The geologist declined to be named because he is not authorised to talk to the media.

While Energy Minister Alexander Novak said last week how much would be invested in the drilling programme, details of how the scheme will work, the number of wells and by how much oil output could increase have not been disclosed.

Novak’s deputy Pavel Sorokin, a former oil and gas analyst at U.S. bank Morgan Stanley and one of the architects of the plan, declined to comment on the number of wells or their expected output.

Russia pumped an average of 11.3 million (bpd) from 180,000 wells last year, according to the energy ministry.

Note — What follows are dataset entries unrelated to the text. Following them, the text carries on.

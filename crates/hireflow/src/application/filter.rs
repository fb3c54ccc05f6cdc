//! Query filter for listing application records.

use chrono::{DateTime, Utc};
use serde::{Deserialize, Serialize};

use super::record::ApplicationRecord;
use super::status::ApplicationStatus;

/// Filter parameters for application listing.
///
/// Results are ordered by `applied_at` descending.
#[derive(Debug, Default, Clone, PartialEq, Serialize, Deserialize)]
#[serde(rename_all = "camelCase")]
pub struct ApplicationFilter {
    pub status: Option<ApplicationStatus>,
    /// Case-insensitive substring over applicant name, job title and company.
    pub search: Option<String>,
    pub user_id: Option<String>,
    pub job_id: Option<String>,
    /// Inclusive lower bound on `applied_at`.
    pub from_date: Option<DateTime<Utc>>,
    /// Inclusive upper bound on `applied_at`.
    pub to_date: Option<DateTime<Utc>>,
    pub limit: Option<u64>,
    pub offset: Option<u64>,
}

impl ApplicationFilter {
    pub fn with_status(status: ApplicationStatus) -> Self {
        Self {
            status: Some(status),
            ..Default::default()
        }
    }

    pub fn with_search(search: &str) -> Self {
        Self {
            search: Some(search.to_string()),
            ..Default::default()
        }
    }

    /// The trimmed search term, or `None` when blank.
    pub fn search_term(&self) -> Option<&str> {
        self.search
            .as_deref()
            .map(str::trim)
            .filter(|s| !s.is_empty())
    }

    /// Evaluates every predicate except pagination against one record.
    pub fn matches(&self, record: &ApplicationRecord) -> bool {
        if let Some(status) = self.status {
            if record.status != status {
                return false;
            }
        }
        if let Some(ref user_id) = self.user_id {
            if &record.user_id != user_id {
                return false;
            }
        }
        if let Some(ref job_id) = self.job_id {
            if &record.job_id != job_id {
                return false;
            }
        }
        if let Some(from) = self.from_date {
            if record.applied_at < from {
                return false;
            }
        }
        if let Some(to) = self.to_date {
            if record.applied_at > to {
                return false;
            }
        }
        if let Some(term) = self.search_term() {
            let needle = term.to_lowercase();
            let hit = [
                record.applicant_name.as_deref(),
                record.job_title.as_deref(),
                record.company.as_deref(),
            ]
            .into_iter()
            .flatten()
            .any(|field| field.to_lowercase().contains(&needle));
            if !hit {
                return false;
            }
        }
        true
    }

    /// Filters, orders newest first and paginates an in-memory collection.
    pub fn apply(&self, records: &[ApplicationRecord]) -> Vec<ApplicationRecord> {
        let mut matched: Vec<ApplicationRecord> =
            records.iter().filter(|r| self.matches(r)).cloned().collect();
        matched.sort_by(|a, b| b.applied_at.cmp(&a.applied_at).then_with(|| a.id.cmp(&b.id)));

        let offset = self.offset.unwrap_or(0) as usize;
        let iter = matched.into_iter().skip(offset);
        match self.limit {
            Some(limit) => iter.take(limit as usize).collect(),
            None => iter.collect(),
        }
    }
}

Since the OPEC+ deal to curb global crude supplies, its output has fallen by 2 million bpd, Novak said last week.

Russia has mainly shut down old or less-productive wells that won’t necessarily be revived when the supply deal expires in April 2022, so the government is helping oil companies to ensure lost output can be replaced quickly.

“Such support … would allow us to create an essential number of unfinished wells, ready to be launched when we will need to increase production,” Sorokin told Reuters.

Russia has outlined various stimulus measures to cope with the fallout from COVID-19 and spending over the next two years is expected to reach 5 trillion roubles. It was not clear if the planned support for oil companies would come from these funds.

GRAPHIC: Oil production in Russia, late USSR to present day – https://fingfx.thomsonreuters.com/gfx/editorcharts/rlgpdlwybpo/eikon.png

CHEAP LOANS AND TAX BREAKS

Saudi Arabia and the United States are able to resume halted oil production faster than Russia, analysts say, and Moscow is wary about losing out as and when the market returns to normal.

Cold weather is the main reason it is more expensive and takes longer to restart wells in Russia than in Saudi Arabia, said Daria Surova, an analyst at consultancy Rystad Energy.

Russian oil tends to be deeper in the ground and in thicker layers, while heavy drilling equipment needs to be moved to Siberian fields during winter when swamps and rivers are frozen, said Sergei Klubkov, a research director at Vygon Consulting.

The level of investment announced by Moscow would be enough to drill about 3,000 production wells of varying types, according to Klubkov at Vygon, which does research for Russia’s energy and natural resources ministries.

The drilling plan, which has yet to be finalised by the energy and finance ministries, would involve bank loans, as well as tax breaks and preferential interest rates, according to a banker and a draft document.

Sorokin told Reuters the ministries were finalising an idea that would mean oil companies only pay the interest on loans over and above the central bank’s main lending rate, which is at 4.5%, so the loans would probably be almost interest free.

Anatoly Popov, deputy chairman of the executive board at Russia’s biggest lender Sberbank, told Reuters it was in talks with the energy ministry about the scheme and details had yet to be finalised.

State development bank VEB confirmed to Reuters that it was involved in talks over its possible role in Moscow’s broader coronavirus stimulus package, without elaborating on details.

According to a draft plan for Russia’s post-pandemic recovery strategy to the end of 2021, seen by Reuters, the oil companies may also get tax breaks on the loans.

One Russian oil industry insider, however, questioned whether global oil demand would ever recover enough to justify the new wells: “Will we ever need them?”